Macleay St Bistro in Potts Point is the essence of the neighbourhood restaurant. It's been open for nearly 30 years and is still going strong thanks to new owners (and Potts Point locals) Mark Campbell and Phillip Fikkers.

Walking inside from the bustling Macleay Street, it feels as though you're entering someone's home. The lighting has a warming glow with the mood casual. Diners sit fairly close to each other and there's a calming hum coming from the kitchen while waiters are darting around tending to guests.

The menu is short and straight to the point. The rock oysters with eschallot and champagne vinaigrette ($4 each) and the half-shell scallops with saffron chive and caper butter ($5 each) are a promising start. The accompaniments don't steal the thunder from the headline acts of oysters and scallops, which are incredibly fresh.
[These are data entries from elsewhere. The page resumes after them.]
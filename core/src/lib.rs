//! Core components for signed, retried object-storage requests.
//!
//! This crate provides the foundational types for the s3meta ecosystem:
//!
//! - **Context**: a container holding the HTTP sender and environment access
//! - **Traits**: abstract interfaces for credential loading
//!   (`ProvideCredential`) and request signing (`SignRequest`)
//! - **Signer**: the orchestrator that coordinates credential loading and
//!   request signing
//! - **RetryPolicy**: the bounded retry executor that wraps every network
//!   dispatch with an attempt budget
//!
//! ## Example
//!
//! ```no_run
//! use s3meta_core::{Context, RetryPolicy, Signer};
//! # use s3meta_core::Result;
//! # async fn example(
//! #     ctx: Context,
//! #     signer: Signer<impl s3meta_core::SigningCredential>,
//! # ) -> Result<()> {
//! let mut parts = http::Request::get("http://bucket.s3.amazonaws.com/key")
//!     .body(())
//!     .unwrap()
//!     .into_parts()
//!     .0;
//! signer.sign(&mut parts).await?;
//!
//! let req = http::Request::from_parts(parts, bytes::Bytes::new());
//! let resp = RetryPolicy::default().dispatch(&ctx, req).await?;
//! # let _ = resp;
//! # Ok(())
//! # }
//! ```

// Make sure all our public APIs have docs.
#![warn(missing_docs)]

pub mod hash;
pub mod time;
pub mod utils;

mod context;
pub use context::{Context, Env, HttpSend, OsEnv, StaticEnv};

mod error;
pub use error::{Error, ErrorKind, Result};

mod api;
pub use api::{ProvideCredential, ProvideCredentialChain, SignRequest, SigningCredential};

mod retry;
pub use retry::RetryPolicy;

mod signer;
pub use signer::Signer;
The special of fried lamb's brains with celeriac pepperade ($18) is excellent. The crispy batter acts as the perfect coat for the soft brains, which had a similar consistency to the inside of a croquette. Combined with the celeriac sauce, it is magic.

The organic grass-fed eye fillet with wilted silverbeet and sauce soubise ($38) was enjoyable but promised so much more. The steak lacked a touch of seasoning but this was saved by the beautifully rich sauce.

To finish, the hazelnut mille feuille with coffee anglais ($15) reminded me of a dessert sandwich. Delicate cream was sandwiched by crunchy sheets of rich pastry and rested on a sauce with a hint of coffee. Instead of tasting an intense espresso, the mille feuille harmonised flavours of hazelnut and coffee with the rich cream and pastry.

Although none of the dishes we tasted had the three-hat knockout punch, Macleay St Bistro consistently exceeds expectations in every department. The food, the service and the ambience make for an enjoyable evening.